The White House on Monday said it was "unfortunate" that Israel's Knesset passed "with the slimmest possible majority" a bill that limits the ability of the country's Supreme Court to review government decisions.
Why it matters: The Biden administration, including the U.S. president, has for months publicly and privately urged Israeli Prime Minister Benjamin Netanyahu not to unilaterally move forward with the legislation, and instead try to reach a broad consensus with the opposition.
Driving the news: Netanyahu’s coalition passed the bill, the first of the Netanyahu government's controversial judicial overhaul plan, on Monday after the talks between the government and the opposition, mediated by Present Isaac Herzog, collapsed.
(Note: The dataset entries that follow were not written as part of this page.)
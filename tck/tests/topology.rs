mod common;

use std::collections::HashMap;

use regnet_tck::node::NodeId;
use regnet_tck::rpc::RpcError;
use regnet_tck::sim::LinkEvent;
use regnet_tck::topology::{EdgeAction, EdgeOutcome, Failure, TopologyError};
use tokio::time::Duration;

use common::launch;

const SPACING: Duration = Duration::from_millis(500);

fn applied(changes: &[regnet_tck::topology::EdgeChange]) -> usize {
    changes
        .iter()
        .filter(|c| c.outcome == EdgeOutcome::Applied)
        .count()
}

// Consecutive requests on one unordered pair must be spaced out
fn assert_spacing(events: &[LinkEvent]) {
    let mut last: HashMap<(NodeId, NodeId), tokio::time::Instant> = HashMap::new();
    for event in events {
        let key = if event.from <= event.to {
            (event.from.clone(), event.to.clone())
        } else {
            (event.to.clone(), event.from.clone())
        };
        if let Some(previous) = last.get(&key) {
            assert!(
                event.at - *previous >= SPACING,
                "edge {} <-> {} changed after {:?}",
                key.0,
                key.1,
                event.at - *previous
            );
        }
        last.insert(key, event.at);
    }
}

#[tokio::test(start_paused = true)]
async fn test_connect_nodes_is_idempotent() {
    let (sim, net, nodes) = launch(3).await;

    let changes = net.connect_nodes(&nodes).await.unwrap();
    assert_eq!(changes.len(), 2);
    assert_eq!(applied(&changes), 2);
    assert!(changes.iter().all(|c| c.action == EdgeAction::Connect));
    assert!(nodes[0].is_connected(&nodes[1], false));
    assert!(!nodes[1].is_connected(&nodes[0], false));
    assert!(nodes[1].is_connected(&nodes[0], true));
    assert_eq!(sim.link_count(), 2);

    let events = sim.events().len();
    let again = net.connect_nodes(&nodes).await.unwrap();
    assert_eq!(applied(&again), 0);
    assert_eq!(sim.events().len(), events);

    // A node never connects to itself
    let change = net.topology().connect_one(&nodes[0], &nodes[0]).await.unwrap();
    assert_eq!(change.outcome, EdgeOutcome::Unchanged);
    assert!(!nodes[0].has_connection(nodes[0].id()));
}

#[tokio::test(start_paused = true)]
async fn test_merge_connects_every_pair() {
    let (sim, net, nodes) = launch(4).await;

    let changes = net.merge(&nodes).await.unwrap();
    assert_eq!(changes.len(), 4 * 3 / 2);
    assert_eq!(applied(&changes), 6);
    for (i, a) in nodes.iter().enumerate() {
        for b in &nodes[i + 1..] {
            assert!(a.is_connected(b, false));
            assert!(sim.is_linked(a.id(), b.id()));
        }
    }
    assert!(nodes[3].connections().is_empty());
}

#[tokio::test(start_paused = true)]
async fn test_partition_then_merge() {
    let (sim, net, nodes) = launch(4).await;
    net.merge(&nodes).await.unwrap();

    // The last node is forced into the first group
    let designations = vec![vec![nodes[3].id().clone()]];
    let groups = net.partition(&nodes, 2, &designations).await.unwrap();
    assert_eq!(groups.len(), 2);
    let ids = |g: usize| groups[g].iter().map(|n| n.id().clone()).collect::<Vec<_>>();
    assert_eq!(ids(0), vec![nodes[3].id().clone(), nodes[0].id().clone()]);
    assert_eq!(ids(1), vec![nodes[1].id().clone(), nodes[2].id().clone()]);

    assert!(sim.is_linked(nodes[0].id(), nodes[3].id()));
    assert!(sim.is_linked(nodes[1].id(), nodes[2].id()));
    assert_eq!(sim.link_count(), 2);
    assert!(!nodes[0].is_connected(&nodes[1], true));
    assert!(!nodes[2].is_connected(&nodes[3], true));

    // Each side extends its own chain
    nodes[0].generate_blocks(2).await.unwrap();
    nodes[1].generate_blocks(5).await.unwrap();
    assert_eq!(sim.height(nodes[3].id()), Some(2));
    assert_eq!(sim.height(nodes[2].id()), Some(5));

    let changes = net.merge(&nodes).await.unwrap();
    assert_eq!(changes.len(), 6);
    assert_eq!(applied(&changes), 4);
    assert_eq!(sim.link_count(), 6);
    for node in &nodes {
        assert_eq!(sim.height(node.id()), Some(5));
    }

    assert_spacing(&sim.events());
}

#[tokio::test(start_paused = true)]
async fn test_edge_changes_are_spaced() {
    let (sim, net, nodes) = launch(2).await;
    let topology = net.topology();
    let start = tokio::time::Instant::now();

    for _ in 0..3 {
        topology.connect_one(&nodes[0], &nodes[1]).await.unwrap();
        topology.disconnect_one(&nodes[0], &nodes[1]).await.unwrap();
    }
    // The reverse direction shares the same edge
    topology.connect_one(&nodes[1], &nodes[0]).await.unwrap();

    let events = sim.events();
    assert_eq!(events.len(), 7);
    assert_spacing(&events);
    assert!(tokio::time::Instant::now() - start >= SPACING * 6);
}

#[tokio::test(start_paused = true)]
async fn test_disconnect_groups_keeps_inner_edges() {
    let (sim, net, nodes) = launch(4).await;
    net.merge(&nodes).await.unwrap();

    let (left, right) = nodes.split_at(2);
    let changes = net.disconnect_groups(left, right).await.unwrap();
    assert_eq!(changes.len(), 4);
    assert!(changes.iter().all(|c| c.action == EdgeAction::Disconnect));
    assert!(sim.is_linked(nodes[0].id(), nodes[1].id()));
    assert!(sim.is_linked(nodes[2].id(), nodes[3].id()));
    assert_eq!(sim.link_count(), 2);

    // Nothing left between the groups
    let changes = net.disconnect_groups(left, right).await.unwrap();
    assert!(changes.is_empty());
}

#[tokio::test(start_paused = true)]
async fn test_partition_rejects_bad_requests() {
    let (_sim, net, nodes) = launch(3).await;

    assert!(matches!(
        net.topology().partition(&nodes, 0, &[]).await,
        Err(TopologyError::InvalidGroupCount { nodes: 3, groups: 0 })
    ));

    let stranger = NodeId::new("127.0.0.1", 1, 2);
    assert!(matches!(
        net.topology().partition(&nodes, 2, &[vec![stranger]]).await,
        Err(TopologyError::UnknownDesignatedNode(_))
    ));

    let beyond = vec![vec![], vec![], vec![], vec![nodes[0].id().clone()]];
    assert!(matches!(
        net.topology().partition(&nodes, 5, &beyond).await,
        Err(TopologyError::InvalidDesignation(_))
    ));
}

#[tokio::test(start_paused = true)]
async fn test_more_groups_than_nodes() {
    let (sim, net, nodes) = launch(3).await;
    net.merge(&nodes).await.unwrap();

    let groups = net.partition(&nodes, 10, &[]).await.unwrap();
    assert_eq!(groups.len(), 3);
    assert!(groups.iter().all(|g| g.len() == 1));
    assert_eq!(sim.link_count(), 0);
}

#[tokio::test(start_paused = true)]
async fn test_phase_reports_every_failure() {
    let (_sim, net, nodes) = launch(4).await;
    nodes[0].stop().await.unwrap();
    nodes[1].stop().await.unwrap();

    let phase = match net.topology().merge(&nodes).await {
        Err(TopologyError::Phase(phase)) => phase,
        other => panic!("expected a phase error, got {:?}", other.map(|c| c.len())),
    };
    assert_eq!(phase.phase, "merge");
    assert_eq!(phase.failures.len(), 2);
    for failure in &phase.failures {
        assert!(matches!(
            failure,
            Failure::Failed(TopologyError::Rpc {
                action: EdgeAction::Connect,
                source: RpcError::ConnectionRefused,
                ..
            })
        ));
    }
    // The surviving pair still got connected
    assert!(nodes[2].is_connected(&nodes[3], false));
}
- Less than 24 hours before the vote, Biden made a last-ditch effort to try and influence Netanyahu’s decision on the vote by sending another public message.
- In a statement to Axios, Biden called on Netanyahu not to rush the vote on the bill, saying he is highly concerned about the "divisive" legislation and its potential implications.
What they're saying: "As a lifelong friend of Israel, President Biden has publicly and privately expressed his views that major changes in a democracy to be enduring must have as broad a consensus as possible," White House press secretary Karine Jean-Pierre said in a statement after the vote Monday.
- "It is unfortunate that the vote today took place with the slimmest possible majority," she added.
- The White House press secretary stressed that the Biden administration understands talks are likely to continue over the coming weeks and months to forge a broader compromise even with the Knesset in recess.
- “The United States will continue to support the efforts of President Herzog and other Israeli leaders as they seek to build a broader consensus through political dialogue," Jean-Pierre said.
State of play: Thousands of protesters continued their demonstrations in Jerusalem, Haifa and Tel Aviv after the vote took place. One of the main roads in Jerusalem was blocked for more than two hours.
- Several nongovernmental groups have already filed appeals to the Supreme Court in an attempt to block the law from being implemented.
- Israel’s biggest workers union has also announced a labor dispute — a preliminary step ahead of a possible general strike.
- Netanyahu met on Monday with Herzi Halevi, the IDF chief of staff, who briefed him on the crisis inside the Israeli military after thousands of reservists, including fighter pilots notified the military they will not report to duty due to their opposition to the overhaul plan.